Cependant, clore le débat cause un peu d’amertume chez ceux d’entre nous qui avaient proposé des amendements, votés ou non, mais toujours défendus avec ardeur, parfois avec véhémence. En particulier, et à titre personnel, je pense à l’amendement sur l’âge de la retraite, dont Françoise Gatel a parlé tout à l’heure. Je me console en espérant que, peut-être, dans les mois à venir, madame la ministre, vous vous souviendrez de cette proposition efficace, juste et socialement acceptable.
Enfin, je veux évoquer le contexte général. Nos débats se sont terminés le 13 novembre dernier, dans un climat très apaisé. À cet égard, je remercie encore Mme la ministre des mots de conclusion qu’elle prononça à ce moment-là. Il était alors dix-neuf heures. Trois heures plus tard, Paris et la France basculaient dans l’horreur. Trois jours plus tard, nous étions au Congrès de Versailles. Après avoir écouté le Président de la République, nous nous sommes levés, nous avons applaudi, et nous avons ensemble chanté La Marseillaise dans une grande émotion partagée.
Nos concitoyens, devant leur poste de télévision, ont ressenti la même émotion ; ils ont été rassurés par cet élan d’union nationale et ils ont, je crois, été fiers des femmes et des hommes politiques. Pour une fois, je crois pouvoir dire qu’ils ont été fiers de leurs élus.
Alors, dans cette ambiance de drame, où le besoin d’union nationale se fait sentir, faisons le rêve que, à l’avenir, les débats entre l’Assemblée nationale et le Sénat aboutissent non plus à des constats d’échec, mais à des textes de compromis raisonnable, fondés sur le respect d’un vrai dialogue démocratique, qui, lui, est la source de cette unité nationale que nous désirons tous. (Bravo ! et applaudissements sur les travées de l'UDI-UC et du groupe Les Républicains.)
Fort de ses convictions, le groupe de l’UDI-UC votera la motion tendant à opposer la question préalable. (Mêmes mouvements.)
Mme la présidente. La parole est à M. René-Paul Savary, pour explication de vote.
M. René-Paul Savary. Effectivement, nous venons de vivre des drames douloureux qui transcendent nos réflexions sur le projet de loi de financement de la sécurité sociale. À mon sens, il est quand même permis de tirer deux conclusions de ce qui s’est passé, en ce qui concerne les secours et la participation du monde médical ou paramédical.

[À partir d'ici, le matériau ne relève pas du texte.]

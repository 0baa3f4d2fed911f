//! Unified error handling for gadgeter
//!
//! Every engine call resolves to a definite outcome: either an
//! [`InjectionOutcome`](crate::inject::InjectionOutcome) or one of the
//! variants below. Nothing is retried internally; callers decide whether
//! to try another fallback level, abort, or report.

use std::io;
use std::path::PathBuf;

use thiserror::Error;

/// Main error type for injection operations
#[derive(Debug, Error)]
pub enum InjectError {
    /// The method hooked by the requested fallback level is absent
    #[error("Level {level} target `{method}` not found in class")]
    TargetNotFound { level: u8, method: &'static str },

    /// A located method carries neither `.registers` nor `.locals`,
    /// or carries one whose count cannot be read
    #[error("Method `{method}` at line {line} has no usable register declaration")]
    MalformedRegisterDeclaration { method: String, line: usize },

    /// The class text unit does not exist on disk
    #[error("Class unit '{}' does not exist", .0.display())]
    MissingBackingUnit(PathBuf),

    /// Fallback level outside 1..=3
    #[error("Invalid fallback level {0} (expected 1, 2 or 3)")]
    InvalidFallbackLevel(u8),

    /// Class name could not be mapped to a unit under the disassembly root
    #[error("Class '{class}' not found under '{}'", .root.display())]
    ClassNotFound { class: String, root: PathBuf },

    /// Every fallback level the caller asked for reported `TargetNotFound`
    #[error("No injection site found after trying levels {tried:?}")]
    FallbacksExhausted { tried: Vec<u8> },

    /// File I/O error
    #[error("File I/O error for '{path}': {source}")]
    IoError {
        path: String,
        #[source]
        source: io::Error,
    },

    /// Generic error for cases not covered above
    #[error(transparent)]
    Other(#[from] anyhow::Error),
}

/// Result type alias for injection operations
pub type Result<T> = std::result::Result<T, InjectError>;

impl InjectError {
    /// Whether a caller may retry the same unit with another fallback level
    pub fn is_recoverable(&self) -> bool {
        matches!(self, InjectError::TargetNotFound { .. })
    }

    /// Get a user-friendly error message
    pub fn user_message(&self) -> String {
        match self {
            InjectError::FallbacksExhausted { .. } => {
                "None of attachBaseContext, <clinit> or onCreate could be patched in this class. \
                 Pick the Application or launcher Activity class."
                    .to_string()
            }
            InjectError::MalformedRegisterDeclaration { method, .. } => {
                format!("Method `{method}` has no body to patch (abstract or native?)")
            }
            InjectError::MissingBackingUnit(path) => {
                format!("'{}' does not exist. Disassemble the dex first.", path.display())
            }
            _ => self.to_string(),
        }
    }
}

/// Convert IO errors with path context
impl InjectError {
    pub fn from_io_error(path: impl Into<String>, error: io::Error) -> Self {
        InjectError::IoError {
            path: path.into(),
            source: error,
        }
    }
}

#[cfg(test)]
mod tests {
    use super::*;

    #[test]
    fn test_error_display() {
        let err = InjectError::TargetNotFound {
            level: 1,
            method: "attachBaseContext",
        };
        assert_eq!(
            err.to_string(),
            "Level 1 target `attachBaseContext` not found in class"
        );

        let err = InjectError::InvalidFallbackLevel(7);
        assert_eq!(err.to_string(), "Invalid fallback level 7 (expected 1, 2 or 3)");
    }

    #[test]
    fn test_is_recoverable() {
        let err = InjectError::TargetNotFound {
            level: 3,
            method: "onCreate",
        };
        assert!(err.is_recoverable());

        let err = InjectError::MalformedRegisterDeclaration {
            method: "onCreate".to_string(),
            line: 4,
        };
        assert!(!err.is_recoverable());

        let err = InjectError::MissingBackingUnit(PathBuf::from("/nope.smali"));
        assert!(!err.is_recoverable());
    }

    #[test]
    fn test_user_message() {
        let err = InjectError::MissingBackingUnit(PathBuf::from("/tmp/A.smali"));
        assert!(err.user_message().contains("Disassemble"));

        let err = InjectError::FallbacksExhausted { tried: vec![1, 3] };
        assert!(err.user_message().contains("attachBaseContext"));
    }

    #[test]
    fn test_from_io_error() {
        let err = InjectError::from_io_error(
            "/tmp/x.smali",
            io::Error::new(io::ErrorKind::PermissionDenied, "denied"),
        );
        assert!(err.to_string().contains("/tmp/x.smali"));
    }
}
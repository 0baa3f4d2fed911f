use std::fs;
use std::path::{Path, PathBuf};

use gadgeter::inject::InjectionAction;
use gadgeter::smali::{Payload, SlotCounting};
use gadgeter::{InjectError, Injector};
use tempfile::TempDir;

const LOAD_CALL: &str =
    "    invoke-static {v0}, Ljava/lang/System;->loadLibrary(Ljava/lang/String;)V";

fn injector() -> Injector {
    Injector::new(Payload::new("frida-gadget"), SlotCounting::Observed)
}

fn write(dir: &Path, name: &str, text: &str) -> PathBuf {
    let path = dir.join(name);
    fs::write(&path, text).unwrap();
    path
}

#[test]
fn attach_base_context_gets_a_scratch_register() {
    let temp = TempDir::new().unwrap();
    let path = write(
        temp.path(),
        "App.smali",
        "\
.class public Lcom/example/App;
.super Landroid/app/Application;
.source \"App.java\"

.method protected attachBaseContext(Landroid/content/Context;)V
    .registers 2

    .line 14
    invoke-super {p0, p1}, Landroid/app/Application;->attachBaseContext(Landroid/content/Context;)V

    return-void
.end method
",
    );

    let outcome = injector().inject_file(&path, 1).unwrap();
    assert!(matches!(outcome.action, InjectionAction::Spliced { .. }));

    let text = fs::read_to_string(&path).unwrap();
    let lines: Vec<&str> = text.lines().collect();
    assert_eq!(lines[5], "    .registers 3");
    let first_insn = lines
        .iter()
        .position(|l| l.contains("invoke-super"))
        .unwrap();
    assert_eq!(lines[first_insn - 2], "    const-string v0, \"frida-gadget\"");
    assert_eq!(lines[first_insn - 1], LOAD_CALL);
    assert_eq!(lines[first_insn - 3], "");
    assert!(text.ends_with(".end method\n"));
}

#[test]
fn class_without_clinit_gets_one_after_super() {
    let temp = TempDir::new().unwrap();
    let path = write(
        temp.path(),
        "Holder.smali",
        "\
.class public final Lcom/example/Holder;

.super Ljava/lang/Object;

# direct methods
.method public constructor <init>()V
    .registers 1
    invoke-direct {p0}, Ljava/lang/Object;-><init>()V
    return-void
.end method
",
    );

    let outcome = injector().inject_file(&path, 2).unwrap();
    assert_eq!(outcome.action, InjectionAction::Synthesized { insert_at: 3 });

    let text = fs::read_to_string(&path).unwrap();
    let lines: Vec<&str> = text.lines().collect();
    assert_eq!(lines[3], "");
    assert_eq!(lines[4], ".method static constructor <clinit>()V");
    assert_eq!(lines[5], "    .registers 1");
    assert_eq!(lines[6], "    const-string v0, \"frida-gadget\"");
    assert_eq!(lines[7], LOAD_CALL);
    assert_eq!(lines[9], "    return-void");
    assert_eq!(lines[10], ".end method");
}

#[test]
fn class_without_any_hook_is_never_rewritten() {
    let temp = TempDir::new().unwrap();
    let original = "\
.class public Lcom/example/Util;
.super Ljava/lang/Object;

.method public static helper()V
    .registers 0
    return-void
.end method
";
    let path = write(temp.path(), "Util.smali", original);
    let before = fs::metadata(&path).unwrap().modified().unwrap();

    for level in [1, 3] {
        let err = injector().inject_file(&path, level).unwrap_err();
        assert!(matches!(err, InjectError::TargetNotFound { .. }));
        assert!(err.is_recoverable());
    }

    assert_eq!(fs::read_to_string(&path).unwrap(), original);
    assert_eq!(fs::metadata(&path).unwrap().modified().unwrap(), before);
}

#[test]
fn invalid_level_is_rejected_before_reading() {
    let temp = TempDir::new().unwrap();
    let missing = temp.path().join("Missing.smali");

    let err = injector().inject_file(&missing, 0).unwrap_err();
    assert!(matches!(err, InjectError::InvalidFallbackLevel(0)));

    let err = injector().inject_file(&missing, 1).unwrap_err();
    assert!(matches!(err, InjectError::MissingBackingUnit(_)));
}

#[test]
fn existing_clinit_is_not_duplicated() {
    let temp = TempDir::new().unwrap();
    let path = write(
        temp.path(),
        "Config.smali",
        "\
.class public Lcom/example/Config;
.super Ljava/lang/Object;

.field public static final DEBUG:Z

.method static constructor <clinit>()V
    .registers 1
    const/4 v0, 0x0
    sput-boolean v0, Lcom/example/Config;->DEBUG:Z
    return-void
.end method
",
    );

    let outcome = injector().inject_file(&path, 2).unwrap();
    assert_eq!(
        outcome.action,
        InjectionAction::Spliced {
            method_line: 5,
            insert_at: 7,
            registers: None,
        }
    );

    let text = fs::read_to_string(&path).unwrap();
    assert_eq!(text.matches("<clinit>").count(), 1);
    assert_eq!(text.matches("loadLibrary").count(), 1);
}
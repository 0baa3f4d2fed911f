//! Method declaration parsing and parameter register accounting

use serde::Serialize;

use super::line::LineKind;

/// How wide primitives (`J`, `D`) are counted
///
/// Dalvik passes `long` and `double` in two consecutive registers. The
/// default keeps the long-standing one-slot rule so existing patch results
/// stay reproducible; `Dalvik` follows the VM convention.
#[derive(Clone, Copy, Debug, Default, PartialEq, Eq, Serialize)]
#[serde(rename_all = "lowercase")]
pub enum SlotCounting {
    #[default]
    Observed,
    Dalvik,
}

/// A `.method` line split into its parts
#[derive(Clone, Debug, PartialEq, Eq)]
pub struct MethodDecl<'a> {
    pub flags: Vec<&'a str>,
    pub name: &'a str,
    /// Raw parameter descriptors, without the parentheses
    pub params: &'a str,
    pub return_type: &'a str,
}

impl<'a> MethodDecl<'a> {
    /// Parse a `.method` declaration line
    ///
    /// Returns `None` for any other line or a declaration without a
    /// `name(params)ret` token.
    pub fn parse(line: &'a str) -> Option<Self> {
        let kind = LineKind::of(line);
        if !kind.is_directive(".method") {
            return None;
        }
        let mut tokens: Vec<&str> = kind.rest().split_whitespace().collect();
        let pos = tokens.iter().position(|t| t.contains('('))?;
        let descriptor = tokens[pos];
        tokens.truncate(pos);

        let (name, tail) = descriptor.split_once('(')?;
        let (params, return_type) = tail.split_once(')')?;
        Some(Self {
            flags: tokens,
            name,
            params,
            return_type,
        })
    }

    pub fn is_static(&self) -> bool {
        self.flags.contains(&"static")
    }

    /// Registers occupied by the parameters, receiver included
    pub fn param_slots(&self, counting: SlotCounting) -> u32 {
        let receiver = u32::from(!self.is_static());
        receiver + descriptor_slots(self.params, counting)
    }
}

/// Walk a parameter descriptor string and count register slots
///
/// Object types take one slot, array markers are skipped and their element
/// type is counted like any other parameter (an array is one reference, so
/// a wide element never takes two slots), everything else is a primitive.
pub fn descriptor_slots(params: &str, counting: SlotCounting) -> u32 {
    let bytes = params.as_bytes();
    let mut count = 0;
    let mut i = 0;
    let mut in_array = false;

    while i < bytes.len() {
        match bytes[i] {
            b'[' => {
                in_array = true;
                i += 1;
                continue;
            }
            b'L' => {
                count += 1;
                match params[i..].find(';') {
                    Some(end) => i += end + 1,
                    // unterminated class name, nothing left to count
                    None => break,
                }
            }
            b'J' | b'D' if counting == SlotCounting::Dalvik && !in_array => {
                count += 2;
                i += 1;
            }
            _ => {
                count += 1;
                i += 1;
            }
        }
        in_array = false;
    }

    count
}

Tout d’abord, nous pouvons rendre hommage à la motivation qui anime tous ces personnels. Nous voyons bien qu’il n’est pas seulement question d’horaires, de gardes ou d’astreintes.
Mme Laurence Cohen. Ou de trois jours de carence…
M. René-Paul Savary. Si ces personnes se dévouent au service de nos concitoyens, c’est parce qu’elles croient en ce qu’elles font ! Je le répète, ce n’est pas qu’une question d’horaires, de 35 heures ; c’est véritablement une question d’organisation des structures hospitalières, qui dépasse ce dogmatisme.
Par ailleurs, à la suite des propos du Président de la République, qui a déclaré que le pacte de sécurité l’emportait sur le pacte de stabilité, je tire la sonnette d’alarme, madame la ministre : on ne peut pas continuer, notamment dans les domaines social, médicosocial et sanitaire, à vivre sur le dos de nos successeurs et de nos enfants !
Il faut véritablement trouver des solutions pour éviter cette dérive que nous connaissons…
M. Jean-Louis Carrère. C’est l’hôpital qui se moque de la Charité ! Vous êtes expert en la matière !
M. René-Paul Savary. … depuis un certain nombre d’années.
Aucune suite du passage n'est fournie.